Carlynton students put in long hours to perform '9 to 5'
By Doug Gulasy
Published: Wednesday, April 3, 2013, 9:00 p.m.
Carlynton School District musical director Rob James sees plenty of male-centric scripts as he searches for a performance every year, but female productions are in shorter supply.
This year's pick, “9 to 5: The Musical,” is an exception. The show runs from April 11 to 13 at the junior-senior high school.
“What's really great and what's really rare about this show is that it features so many women,” James said. “That's rare to find in a musical, which always struck me as crazy because I find so many talented women performers … and we have a really strong cast of women this year.”
The musical, based on the 1980 movie of the same name, features three women working at a large corporation run by a “sexist, egotistical, lying, hypocritical bigot” boss.
The three women end up turning the tables on their boss.
“(My character) goes from this shy and innocent girl, and she transforms throughout the entire show,” said junior Maggie Smith, who plays Judy Bernly. “At the end, she becomes like the other two girls, who are strong and independent.
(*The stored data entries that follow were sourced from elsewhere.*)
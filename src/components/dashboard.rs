use gloo_console::error;
use wasm_bindgen_futures::spawn_local;
use yew::prelude::*;

use crate::api::{self, CategoryTotal, PeriodTotal};
use crate::model::{derive_categories, Expense};
use crate::session::Session;

use super::create_expense::CreateExpense;
use super::expense_table::ExpensesTable;
use super::summary::Summary;

/// Owns the authoritative local snapshot of the expense list, the category
/// list derived from it, and the three aggregate datasets. `refresh` is the
/// only code path that writes any of them: it runs on mount and again after
/// every successful mutation, replacing each dataset wholesale. A failed
/// fetch is logged and leaves the previous value of that dataset in place.
#[function_component(Dashboard)]
pub fn dashboard() -> Html {
    let session = use_context::<UseStateHandle<Session>>();
    let expenses = use_state(Vec::<Expense>::new);
    let categories = use_state(|| vec!["All".to_string()]);
    let by_category = use_state(Vec::<CategoryTotal>::new);
    let by_week = use_state(Vec::<PeriodTotal>::new);
    let by_month = use_state(Vec::<PeriodTotal>::new);

    let refresh = {
        let session = session.clone();
        let expenses = expenses.clone();
        let categories = categories.clone();
        let by_category = by_category.clone();
        let by_week = by_week.clone();
        let by_month = by_month.clone();
        Callback::from(move |_: ()| {
            let Some(authorization) = session
                .as_ref()
                .and_then(|s| s.authorization().map(str::to_string))
            else {
                return;
            };
            let expenses = expenses.clone();
            let categories = categories.clone();
            let by_category = by_category.clone();
            let by_week = by_week.clone();
            let by_month = by_month.clone();
            spawn_local(async move {
                match api::fetch_expenses(&authorization).await {
                    Ok(list) => {
                        categories.set(derive_categories(&list));
                        expenses.set(list);
                    }
                    Err(err) => error!("failed to fetch expenses:", err.to_string()),
                }
                match api::fetch_category_totals(&authorization).await {
                    Ok(data) => by_category.set(data),
                    Err(err) => error!("failed to fetch category totals:", err.to_string()),
                }
                match api::fetch_weekly_totals(&authorization).await {
                    Ok(data) => by_week.set(data),
                    Err(err) => error!("failed to fetch weekly totals:", err.to_string()),
                }
                match api::fetch_monthly_totals(&authorization).await {
                    Ok(data) => by_month.set(data),
                    Err(err) => error!("failed to fetch monthly totals:", err.to_string()),
                }
            });
        })
    };

    {
        let refresh = refresh.clone();
        use_effect_with_deps(
            move |_| {
                refresh.emit(());
                || ()
            },
            (),
        );
    }

    html! {
        <div class="p-8 max-w-6xl mx-auto space-y-6">
            <Summary
                by_category={(*by_category).clone()}
                by_week={(*by_week).clone()}
                by_month={(*by_month).clone()}
            />
            <ExpensesTable
                expenses={(*expenses).clone()}
                categories={(*categories).clone()}
                on_refresh={refresh.clone()}
            />
            <CreateExpense on_refresh={refresh} />
        </div>
    }
}
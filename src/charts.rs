//! Geometry for the summary charts, kept separate from the markup so the
//! proportions are testable. The components feed the results straight into
//! plain SVG elements.

use crate::api::{CategoryTotal, PeriodTotal};

pub const PALETTE: [&str; 5] = ["#0088FE", "#00C49F", "#FFBB28", "#FF8042", "#AA00FF"];

#[derive(Clone, PartialEq, Debug)]
pub struct PieSlice {
    pub name: String,
    pub value: f64,
    pub path: String,
    pub color: &'static str,
}

#[derive(Clone, PartialEq, Debug)]
pub struct BarRect {
    pub name: String,
    pub total: f64,
    pub x: f64,
    pub y: f64,
    pub width: f64,
    pub height: f64,
}

fn polar(cx: f64, cy: f64, r: f64, angle_deg: f64) -> (f64, f64) {
    let rad = angle_deg.to_radians();
    (cx + r * rad.cos(), cy + r * rad.sin())
}

fn wedge_path(cx: f64, cy: f64, r: f64, start: f64, sweep: f64) -> String {
    let (x0, y0) = polar(cx, cy, r, start);
    let (x1, y1) = polar(cx, cy, r, start + sweep);
    let large_arc = if sweep > 180.0 { 1 } else { 0 };
    format!("M{cx:.2} {cy:.2} L{x0:.2} {y0:.2} A{r:.2} {r:.2} 0 {large_arc} 1 {x1:.2} {y1:.2} Z")
}

/// Proportional wedges starting at twelve o'clock, palette cycling per
/// slice. Zero-valued entries are skipped; a lone slice covering the whole
/// pie is capped just short of a full turn so the arc endpoints stay apart.
pub fn pie_slices(data: &[CategoryTotal], cx: f64, cy: f64, r: f64) -> Vec<PieSlice> {
    let total: f64 = data.iter().map(|d| d.value.max(0.0)).sum();
    if total <= 0.0 {
        return Vec::new();
    }

    let mut start = -90.0;
    data.iter()
        .filter(|d| d.value > 0.0)
        .enumerate()
        .map(|(i, d)| {
            let sweep = (d.value / total * 360.0).min(359.99);
            let slice = PieSlice {
                name: d.name.clone(),
                value: d.value,
                path: wedge_path(cx, cy, r, start, sweep),
                color: PALETTE[i % PALETTE.len()],
            };
            start += sweep;
            slice
        })
        .collect()
}

/// Bottom-aligned bars on a linear scale where the largest total spans the
/// full chart height.
pub fn bar_layout(data: &[PeriodTotal], width: f64, height: f64) -> Vec<BarRect> {
    let max = data.iter().map(|d| d.total).fold(0.0_f64, f64::max);
    if data.is_empty() || max <= 0.0 {
        return Vec::new();
    }

    let slot = width / data.len() as f64;
    let bar_width = slot * 0.6;
    data.iter()
        .enumerate()
        .map(|(i, d)| {
            let bar_height = (d.total.max(0.0) / max) * height;
            BarRect {
                name: d.name.clone(),
                total: d.total,
                x: i as f64 * slot + (slot - bar_width) / 2.0,
                y: height - bar_height,
                width: bar_width,
                height: bar_height,
            }
        })
        .collect()
}

#[cfg(test)]
mod tests {
    use super::*;

    fn category(name: &str, value: f64) -> CategoryTotal {
        CategoryTotal {
            name: name.to_string(),
            value,
        }
    }

    fn period(name: &str, total: f64) -> PeriodTotal {
        PeriodTotal {
            name: name.to_string(),
            total,
        }
    }

    #[test]
    fn empty_or_zero_data_draws_nothing() {
        assert!(pie_slices(&[], 150.0, 150.0, 100.0).is_empty());
        assert!(pie_slices(&[category("Food", 0.0)], 150.0, 150.0, 100.0).is_empty());
        assert!(bar_layout(&[], 500.0, 200.0).is_empty());
        assert!(bar_layout(&[period("W1", 0.0)], 500.0, 200.0).is_empty());
    }

    #[test]
    fn slices_cycle_the_palette_and_skip_zero_entries() {
        let data: Vec<CategoryTotal> = (0..7)
            .map(|i| category(&format!("c{i}"), if i == 3 { 0.0 } else { 1.0 }))
            .collect();
        let slices = pie_slices(&data, 150.0, 150.0, 100.0);
        assert_eq!(slices.len(), 6);
        assert_eq!(slices[0].color, PALETTE[0]);
        assert_eq!(slices[5].color, PALETTE[0]);
        assert!(slices.iter().all(|s| !s.path.is_empty()));
    }

    #[test]
    fn a_single_slice_still_has_distinct_arc_endpoints() {
        let slices = pie_slices(&[category("Food", 9.0)], 150.0, 150.0, 100.0);
        assert_eq!(slices.len(), 1);
        // Start point of the arc appears after the move-to; a degenerate
        // full-circle arc would repeat it exactly at the end.
        let path = &slices[0].path;
        let line_to = path.split('L').nth(1).unwrap().split('A').next().unwrap();
        assert!(!path.ends_with(&format!("{} Z", line_to.trim())));
    }

    #[test]
    fn bar_heights_scale_linearly_to_the_maximum() {
        let bars = bar_layout(&[period("W1", 50.0), period("W2", 100.0)], 500.0, 200.0);
        assert_eq!(bars.len(), 2);
        assert_eq!(bars[0].height, 100.0);
        assert_eq!(bars[1].height, 200.0);
        assert_eq!(bars[1].y, 0.0);
    }

    #[test]
    fn bars_are_bottom_aligned_and_stay_in_their_slots() {
        let data = vec![period("Jan", 10.0), period("Feb", 30.0), period("Mar", 20.0)];
        let bars = bar_layout(&data, 300.0, 150.0);
        for (i, bar) in bars.iter().enumerate() {
            assert_eq!(bar.y + bar.height, 150.0);
            let slot_start = i as f64 * 100.0;
            assert!(bar.x >= slot_start);
            assert!(bar.x + bar.width <= slot_start + 100.0);
        }
    }
}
It's just a really cool transformation.”
The movie, which starred Jane Fonda, Dolly Parton and Lily Tomlin, was updated for the stage in 2008. Featuring music and lyrics written by Parton, the musical premiered on Broadway in 2009.
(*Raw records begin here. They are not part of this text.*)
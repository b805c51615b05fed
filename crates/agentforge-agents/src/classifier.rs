use agentforge_common::{ChatMessage, Role};
use serde_json::Value;

/// Outcome of one chat-completion call that reached the provider.
#[derive(Debug, Clone, PartialEq)]
pub enum UpstreamReply {
    /// 2xx with `choices[0].message` holding text content.
    Completion { payload: Value, message: ChatMessage },
    /// 2xx without any choices.
    EmptyChoices { payload: Value },
    /// 2xx with a first choice whose message cannot be read.
    MalformedChoice { payload: Value },
    /// Non-2xx status, with the user-facing detail already derived.
    ProviderError { status: u16, detail: String },
    /// 2xx whose body is not a JSON object.
    Undecodable { reason: String },
}

/// Outcome of one image-generation call that reached the provider.
#[derive(Debug, Clone, PartialEq)]
pub enum ImageReply {
    Generated { data: Value, url: Option<String> },
    ProviderError { status: u16, detail: String },
    Undecodable { reason: String },
}

pub fn classify_chat(model: &str, status: u16, body: &str) -> UpstreamReply {
    if !(200..300).contains(&status) {
        return UpstreamReply::ProviderError {
            status,
            detail: chat_error_detail(model, body),
        };
    }

    let payload = match decode_object(body) {
        Ok(payload) => payload,
        Err(reason) => return UpstreamReply::Undecodable { reason },
    };

    let first = match payload.get("choices").and_then(Value::as_array) {
        Some(choices) if !choices.is_empty() => &choices[0],
        _ => return UpstreamReply::EmptyChoices { payload },
    };

    match first
        .get("message")
        .and_then(|m| m.get("content"))
        .and_then(Value::as_str)
    {
        Some(content) => {
            let message = ChatMessage::new(Role::Assistant, content);
            UpstreamReply::Completion { payload, message }
        }
        None => UpstreamReply::MalformedChoice { payload },
    }
}

pub fn classify_image(model: &str, status: u16, body: &str) -> ImageReply {
    if !(200..300).contains(&status) {
        let detail = match provider_message(body) {
            Some(message) => format!("Error with image model {model}: {message}"),
            None => format!("Error calling Together API with image model {model}: {body}"),
        };
        return ImageReply::ProviderError { status, detail };
    }

    let payload = match decode_object(body) {
        Ok(payload) => payload,
        Err(reason) => return ImageReply::Undecodable { reason },
    };

    match payload.get("data") {
        Some(Value::Array(items)) if !items.is_empty() => {
            let url = items[0]
                .get("url")
                .and_then(Value::as_str)
                .map(str::to_string);
            ImageReply::Generated {
                data: Value::Array(items.clone()),
                url,
            }
        }
        _ => ImageReply::Undecodable {
            reason: "image response has no data".to_string(),
        },
    }
}

/// User-facing detail for a non-2xx chat response.
pub fn chat_error_detail(model: &str, body: &str) -> String {
    let Some(message) = provider_message(body) else {
        return format!("Error calling Together API with model {model}: {body}");
    };

    let lower = message.to_lowercase();
    if lower.contains("quota") || lower.contains("rate") {
        format!("API rate limit or quota exceeded for {model}. Please try again later.")
    } else if lower.contains("not found") || lower.contains("unavailable") {
        format!("The model {model} appears to be unavailable. Please try a different model.")
    } else {
        format!("Error with model {model}: {message}")
    }
}

/// `error.message` from a structured provider error body. A body with an
/// `error` object but no message reads as "Unknown error".
fn provider_message(body: &str) -> Option<String> {
    let value: Value = serde_json::from_str(body).ok()?;
    let error = value.get("error")?;
    Some(
        error
            .get("message")
            .and_then(Value::as_str)
            .unwrap_or("Unknown error")
            .to_string(),
    )
}

fn decode_object(body: &str) -> std::result::Result<Value, String> {
    match serde_json::from_str::<Value>(body) {
        Ok(value @ Value::Object(_)) => Ok(value),
        Ok(other) => Err(format!("expected a JSON object, got {other}")),
        Err(e) => Err(format!("invalid JSON from provider: {e}")),
    }
}

#[cfg(test)]
mod tests {
    use super::*;
    use serde_json::json;

    const MODEL: &str = "mistralai/Mixtral-8x7B-Instruct-v0.1";

    #[test]
    fn well_formed_completion() {
        let body = json!({
            "id": "cmpl-1",
            "choices": [{"index": 0, "message": {"role": "assistant", "content": "Hi!"}}]
        })
        .to_string();
        match classify_chat(MODEL, 200, &body) {
            UpstreamReply::Completion { payload, message } => {
                assert_eq!(message, ChatMessage::assistant("Hi!"));
                assert_eq!(payload["id"], "cmpl-1");
            }
            other => panic!("unexpected {other:?}"),
        }
    }

    #[test]
    fn missing_or_empty_choices() {
        assert!(matches!(
            classify_chat(MODEL, 200, r#"{"id": "x"}"#),
            UpstreamReply::EmptyChoices { .. }
        ));
        assert!(matches!(
            classify_chat(MODEL, 200, r#"{"choices": []}"#),
            UpstreamReply::EmptyChoices { .. }
        ));
    }

    #[test]
    fn choice_without_text_is_malformed() {
        let body = r#"{"choices": [{"message": {"role": "assistant", "content": null}}]}"#;
        assert!(matches!(
            classify_chat(MODEL, 200, body),
            UpstreamReply::MalformedChoice { .. }
        ));
    }

    #[test]
    fn non_json_success_is_undecodable() {
        assert!(matches!(
            classify_chat(MODEL, 200, "<html>busy</html>"),
            UpstreamReply::Undecodable { .. }
        ));
        assert!(matches!(
            classify_chat(MODEL, 200, "[1, 2]"),
            UpstreamReply::Undecodable { .. }
        ));
    }

    #[test]
    fn provider_errors_are_classified_by_message() {
        let cases = [
            (
                r#"{"error": {"message": "Rate limit reached"}}"#,
                format!("API rate limit or quota exceeded for {MODEL}. Please try again later."),
            ),
            (
                r#"{"error": {"message": "Model not found"}}"#,
                format!("The model {MODEL} appears to be unavailable. Please try a different model."),
            ),
            (
                r#"{"error": {"message": "bad input"}}"#,
                format!("Error with model {MODEL}: bad input"),
            ),
            (
                r#"{"error": {}}"#,
                format!("Error with model {MODEL}: Unknown error"),
            ),
            (
                "gateway timeout",
                format!("Error calling Together API with model {MODEL}: gateway timeout"),
            ),
        ];
        for (body, expected) in cases {
            assert_eq!(
                classify_chat(MODEL, 429, body),
                UpstreamReply::ProviderError {
                    status: 429,
                    detail: expected
                }
            );
        }
    }

    #[test]
    fn image_outcomes() {
        let ok = r#"{"data": [{"url": "https://img.example/a.png"}]}"#;
        match classify_image("sd", 200, ok) {
            ImageReply::Generated { url, data } => {
                assert_eq!(url.as_deref(), Some("https://img.example/a.png"));
                assert_eq!(data.as_array().map(Vec::len), Some(1));
            }
            other => panic!("unexpected {other:?}"),
        }

        assert!(matches!(
            classify_image("sd", 200, r#"{"data": []}"#),
            ImageReply::Undecodable { .. }
        ));

        assert_eq!(
            classify_image("sd", 400, r#"{"error": {"message": "NSFW"}}"#),
            ImageReply::ProviderError {
                status: 400,
                detail: "Error with image model sd: NSFW".to_string()
            }
        );
    }
}
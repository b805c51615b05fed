use agentforge_common::{ChatMessage, Error, Result};
use serde_json::Value;
use tracing::{info, warn};

use crate::request::RequestBuilder;
use crate::transport::UpstreamTransport;

pub const DEFAULT_NAME: &str = "Custom Assistant";

const NAMING_SYSTEM_PROMPT: &str = "You create short, catchy names for AI assistants.";
const NAMING_MAX_TOKENS: u32 = 20;
const NAMING_TEMPERATURE: f64 = 0.7;
const MAX_NAME_WORDS: usize = 3;

fn naming_prompt(goal: &str) -> String {
    format!(
        "Create a short, catchy and HIGHLY RELEVANT name (2-3 words) for an AI assistant with this goal: '{goal}'\n\
         For example:\n\
         - If the goal is about math or algebra, name it something like 'Math Wizard' or 'Algebra Pro'\n\
         - If about budgeting or finance, name it something like 'Budget Buddy' or 'Finance Coach'\n\
         - If about travel, name it something like 'Travel Guide' or 'Journey Planner'\n\
         \n\
         The name MUST directly relate to the primary purpose in the goal.\n\
         Return ONLY the name, no explanations or quotation marks."
    )
}

/// Ask the naming model for a short label for `goal`.
///
/// Failures are surfaced, never templated: transport problems become
/// [`Error::Transport`] and non-2xx responses [`Error::Upstream`].
pub async fn suggest_name(
    builder: &RequestBuilder,
    transport: &dyn UpstreamTransport,
    goal: &str,
) -> Result<String> {
    info!("generating agent name for goal: {}", goal);

    let messages = [
        ChatMessage::system(NAMING_SYSTEM_PROMPT),
        ChatMessage::user(naming_prompt(goal)),
    ];
    let request = builder.build_naming(&messages, NAMING_MAX_TOKENS, NAMING_TEMPERATURE)?;
    let response = transport.send(&request).await?;

    if !(200..300).contains(&response.status) {
        let detail = format!("Error calling Together API: {}", response.body);
        warn!("{}", detail);
        return Err(Error::Upstream {
            status: response.status,
            detail,
        });
    }

    let payload: Value = serde_json::from_str(&response.body)
        .map_err(|e| Error::Agent(format!("Unexpected error: {e}")))?;

    let raw = payload
        .get("choices")
        .and_then(Value::as_array)
        .and_then(|choices| choices.first())
        .and_then(|choice| choice.get("message"))
        .and_then(|message| message.get("content"))
        .and_then(Value::as_str);

    Ok(match raw {
        Some(content) => clean_name(content),
        None => DEFAULT_NAME.to_string(),
    })
}

/// Drop quotes and periods, then keep at most three words.
pub fn clean_name(raw: &str) -> String {
    let stripped: String = raw
        .chars()
        .filter(|c| !matches!(c, '"' | '\'' | '.'))
        .collect();
    stripped
        .split_whitespace()
        .take(MAX_NAME_WORDS)
        .collect::<Vec<_>>()
        .join(" ")
}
“It's fun because it's a newer show (it closed on Broadway in 2010),” said senior Lana Meyer, who plays Tomlin's character of Violet Newstead. “It's nice to do a show like that because there's clips of it online – you can learn a lot about it that way.”
The musical is set in the late 1970s and features costumes and references from that era. Senior Lindsey Lawrence, who plays Parton's character, Doralee Rhodes, will get a “pair of Doralee boobs” for the performance, she said.
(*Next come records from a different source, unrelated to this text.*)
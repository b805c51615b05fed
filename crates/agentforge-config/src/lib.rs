pub mod loader;
pub mod model;

pub use loader::ConfigLoader;
pub use model::{AppConfig, DatabaseConfig, GatewayConfig, UpstreamConfig};
pub mod agent_store;
pub mod migrations;

pub use agent_store::{AgentRecord, AgentStore, NewAgent, NewMessage, StoredMessage, UserRecord};
use agentforge_common::{Error, Result};
use std::path::{Path, PathBuf};
use tracing::{debug, info, warn};

use crate::model::AppConfig;

const CONFIG_FILE_NAME: &str = "config.yml";

/// Loads [`AppConfig`] from a YAML file, `.env`, and environment overrides,
/// in that order of increasing precedence.
pub struct ConfigLoader {
    path: Option<PathBuf>,
}

impl ConfigLoader {
    pub fn new() -> Self {
        Self { path: None }
    }

    /// Use an explicit config file instead of `~/.agentforge/config.yml`.
    pub fn with_path(path: impl Into<PathBuf>) -> Self {
        Self {
            path: Some(path.into()),
        }
    }

    pub fn default_config_dir() -> PathBuf {
        dirs::home_dir()
            .unwrap_or_else(|| PathBuf::from("."))
            .join(".agentforge")
    }

    pub fn default_config_path() -> PathBuf {
        Self::default_config_dir().join(CONFIG_FILE_NAME)
    }

    pub fn load(&self) -> Result<AppConfig> {
        if let Ok(env_path) = dotenvy::dotenv() {
            debug!("loaded environment from {}", env_path.display());
        }

        let explicit = self.path.is_some();
        let path = self.path.clone().unwrap_or_else(Self::default_config_path);

        let mut config = if path.is_file() {
            info!("loading config from {}", path.display());
            Self::read_file(&path)?
        } else if explicit {
            return Err(Error::Configuration(format!(
                "config file not found: {}",
                path.display()
            )));
        } else {
            debug!("no config file at {}, using defaults", path.display());
            AppConfig::default()
        };

        apply_env_overrides(&mut config, |key| std::env::var(key).ok());
        Ok(config)
    }

    fn read_file(path: &Path) -> Result<AppConfig> {
        let raw = std::fs::read_to_string(path)?;
        if raw.trim().is_empty() {
            return Ok(AppConfig::default());
        }
        serde_yaml::from_str(&raw).map_err(|e| {
            Error::Configuration(format!("invalid config file {}: {e}", path.display()))
        })
    }
}

impl Default for ConfigLoader {
    fn default() -> Self {
        Self::new()
    }
}

/// Apply `AGENTFORGE_*` overrides using `lookup` to read variables.
pub fn apply_env_overrides<F>(config: &mut AppConfig, lookup: F)
where
    F: Fn(&str) -> Option<String>,
{
    if let Some(host) = lookup("AGENTFORGE_HOST").filter(|v| !v.trim().is_empty()) {
        config.gateway.host = host.trim().to_string();
    }
    if let Some(port) = lookup("AGENTFORGE_PORT") {
        match port.trim().parse::<u16>() {
            Ok(port) => config.gateway.port = port,
            Err(_) => warn!("ignoring invalid AGENTFORGE_PORT value '{port}'"),
        }
    }
    if let Some(db) = lookup("AGENTFORGE_DB").filter(|v| !v.trim().is_empty()) {
        config.database.path = PathBuf::from(db.trim());
    }
    if let Some(url) = lookup("AGENTFORGE_TOGETHER_BASE_URL").filter(|v| !v.trim().is_empty()) {
        config.upstream.together_base_url = url.trim().trim_end_matches('/').to_string();
    }
    if let Some(url) = lookup("AGENTFORGE_OPENAI_BASE_URL").filter(|v| !v.trim().is_empty()) {
        config.upstream.openai_base_url = url.trim().trim_end_matches('/').to_string();
    }
}

#[cfg(test)]
mod tests {
    use super::*;
    use std::collections::HashMap;
    use std::io::Write;

    fn lookup_from(vars: &[(&str, &str)]) -> impl Fn(&str) -> Option<String> {
        let map: HashMap<String, String> = vars
            .iter()
            .map(|(k, v)| (k.to_string(), v.to_string()))
            .collect();
        move |key| map.get(key).cloned()
    }

    #[test]
    fn env_overrides_take_precedence() {
        let mut config = AppConfig::default();
        apply_env_overrides(
            &mut config,
            lookup_from(&[
                ("AGENTFORGE_HOST", "0.0.0.0"),
                ("AGENTFORGE_PORT", "9000"),
                ("AGENTFORGE_DB", "/tmp/agents.db"),
                ("AGENTFORGE_TOGETHER_BASE_URL", "http://localhost:4010/v1/"),
            ]),
        );
        assert_eq!(config.gateway.host, "0.0.0.0");
        assert_eq!(config.gateway.port, 9000);
        assert_eq!(config.database.path, PathBuf::from("/tmp/agents.db"));
        assert_eq!(config.upstream.together_base_url, "http://localhost:4010/v1");
    }

    #[test]
    fn invalid_port_is_ignored() {
        let mut config = AppConfig::default();
        apply_env_overrides(&mut config, lookup_from(&[("AGENTFORGE_PORT", "eighty")]));
        assert_eq!(config.gateway.port, 8000);
    }

    #[test]
    fn explicit_missing_file_is_an_error() {
        let loader = ConfigLoader::with_path("/definitely/not/here/config.yml");
        assert!(matches!(loader.load(), Err(Error::Configuration(_))));
    }

    #[test]
    fn reads_yaml_file() {
        let mut file = tempfile::NamedTempFile::new().unwrap();
        writeln!(file, "gateway:\n  port: 8123\ndatabase:\n  path: agents.sqlite").unwrap();

        let config = ConfigLoader::read_file(file.path()).unwrap();
        assert_eq!(config.gateway.port, 8123);
        assert_eq!(config.database.path, PathBuf::from("agents.sqlite"));
    }

    #[test]
    fn malformed_yaml_is_a_configuration_error() {
        let mut file = tempfile::NamedTempFile::new().unwrap();
        writeln!(file, "gateway: [not, a, map").unwrap();
        assert!(matches!(
            ConfigLoader::read_file(file.path()),
            Err(Error::Configuration(_))
        ));
    }
}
“It's like a piece,” she said, laughing.
The smarmy boss, Franklin M. Hart Jr. — played by Dabney Coleman and the movie and by senior Seve Rodriguez in Carlynton's production — fits into the 1970s as well.
“He's worse than everyone says he is,” Rodriguez said. “He really does hit on the secretary, and he is sexist and everything.
“It's tons of fun. I've always wanted to play the bad guy in a musical, and this is my one chance.”
Lawrence called her final musical at Carlynton — she's appeared in all four in her time at the school — a bittersweet experience.
“You love the musical, and it's one of the main things you're going to miss (from) high school,” she said. “It's my favorite thing. But it teaches you to stay focused and be on your toes, and it teaches you how to be a family. It's really good at teaching you life lessons.”